Surprisingly, many patients do not associate the word surgery with the word podiatry. There seems to be a misconception of sorts that podiatrists treat conditions of the foot and ankle only with non-invasive or minimally invasive methods, such as orthotic footwear, trimming of callouses, applying paddings, injections of cortisone, or regenerative medicine therapy.
While more conservative methods of treatment are always the first line of defense when it comes to managing a condition sometimes surgery becomes the only option to effectively correct the problem.
Here are four conditions in which surgery is a viable option for treatment:
Bunions are bony bumps that form at the base of the big toe, typically forcing the big toe to point toward the second toe. When other treatments have failed for relieving pain such as wearing wider, boxy shoes or bunion cushions a bunionectomy may be in order.
There are four approaches to a bunionectomy:
- Osteotomy: The bones around the big toe joint are precisely cut, and the toe is realigned into its normal position
- Exostectomy: Removal of the bunion from the joint with or without a realigning of the toe by balancing the soft tissues.
- Arthrodesis: Fusing the damaged joint with metal plates or screws to fix the deformity
- Arthroplasty: Removing the joint and replacing it with a state-of-the-art implant or allowing fibrocartilage to naturally replace the joint. During the arthroplasty, the bunion is usually realigned as well.
Flatfeet (the plural or flatfoot) is a condition in which the arches on the inside of the feet become flattened, making it painful to walk, run, and participate in daily activities. Flatfeet may be the result of stress, age, accidents, and injury. It may also be the case that the patient never developed arches during childhood, usually due to genetics.
When a patient has painful flat feet, a podiatrist may first recommend stretching exercises, orthotic inserts, or wearing more supportive shoes. If pain persists, a combination of procedures to improve the alignment of the foot may be performed to correct the problem.
Surgical techniques include:
- Double or triple arthrodesis: Fusion of the joints to give the foot stability and correct arthritis that may have formed within the joints (double or triple refers to the number of joints that are fused)
- Lateral column lengthening: A portion of the heel bone is cut, and a wedge is inserted into the opening to lengthen the bone and rotate the foot back from an outward-facing position
- Medial calcaneal osteotomy: The heel is realigned and fixed in place using metal plates or screws
- Arthroereisis: A removable implant is inserted into the foot to elevate the talus on the calcaneus (heel bone) preventing outward protrusion of the ankle and flattening of the arch.
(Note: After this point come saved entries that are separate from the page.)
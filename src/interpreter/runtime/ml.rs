//! The boundary to an optional machine-learning backend.
//!
//! The `appeler_python_ml` builtin forwards to whatever backend the
//! embedding program registered. The default backend refuses every
//! call, matching a run with no backend installed.

use super::value::Value;
use super::{FeatureErr, RtResult};

/// A backend that `appeler_python_ml` can dispatch into.
pub trait MlBackend {
    /// Invoke a named backend function with the given arguments.
    fn invoke(&self, name: &str, args: &[Value]) -> RtResult<Value>;
}

/// The backend used when none is registered.
pub struct NoBackend;

impl MlBackend for NoBackend {
    fn invoke(&self, name: &str, _args: &[Value]) -> RtResult<Value> {
        Err(FeatureErr::MlUnavailable(name.to_string()))?
    }
}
A hammertoe is an abnormal bend in the toe that usually occurs in the second or third and fourth or fifth toes. The abnormal bend is the result of an imbalance within the muscles, ligaments or tendons that hold the toe in the right position.
If the toe is flexible, it may be recommended that footwear with more room be worn. Splints can be prescribed as well as certain exercises performed to stretch out the problematic tissue. Should that not correct the problem, surgical procedures may be suggested depending on the flexibility of the toe.
For a flexible hammertoe, a procedure in which the tendons are rerouted from the bottom of the toe to the top to pull the joint into a straight position may be performed. It is also possible that a tenotomy (a release of the tendon), performed through a small incision will fix a flexible hammertoe.
For a rigid or semi-rigid hammertoe, there are two surgical options:
- Joint resection: The end of the “knuckle” bone is removed to allow the toe to straighten and pins are sometimes temporarily inserted to keep the toe in place.
- Fusion surgery: The ends of the bone are cut and pins, screws or other implants are inserted temporarily or permanently until the bone ends heal and fuse together.
Heel spurs are bony projections that form along the weight-bearing edges of the heel bone, where the plantar fascia attaches to the calcaneus. Heel spurs usually develop as a result of flattening of the arch leading to tension on the heel.
It is not usually the spurs that cause pain and discomfort, but they are a sign of a mechanical problem with the foot. The pain arises from the attachment area of the plantar fascia. Usually over-the-counter and prescription medication, injections of cortisone, physical therapy, extracorporeal shockwave therapy (EPAT) or change in footwear as well as utilization of inserts are effective in relieving the pain of heel spur syndrome. However, heel spurs syndrome that will not resolve with conservative care may require surgical intervention.
Surgical techniques include:
- Plantar fascia release: Cutting a section of the ligament that connects the heel bone to the toes to release tension and restore mobility usually done with the guidance of an endoscope a thin, flexible tube with a camera at its tip that is slipped through a small incision in the heel. The surgeon utilizes tiny tools to cut the Removal of the spur itself is not necessary unless it is fractured, angled towards the ground or present on the back of the heel and interfering with shoes.
- Spur removal: Guided by an endoscope a thin, flexible tube with a camera at its tip that is slipped through a small incision in the heel, the surgeon utilizes tiny tools to remove the spur itself
While there are many innovative surgical solutions for these and other foot and ankle conditions, treatment is always dependent on the patient’s specific diagnosis and recommended treatment plan.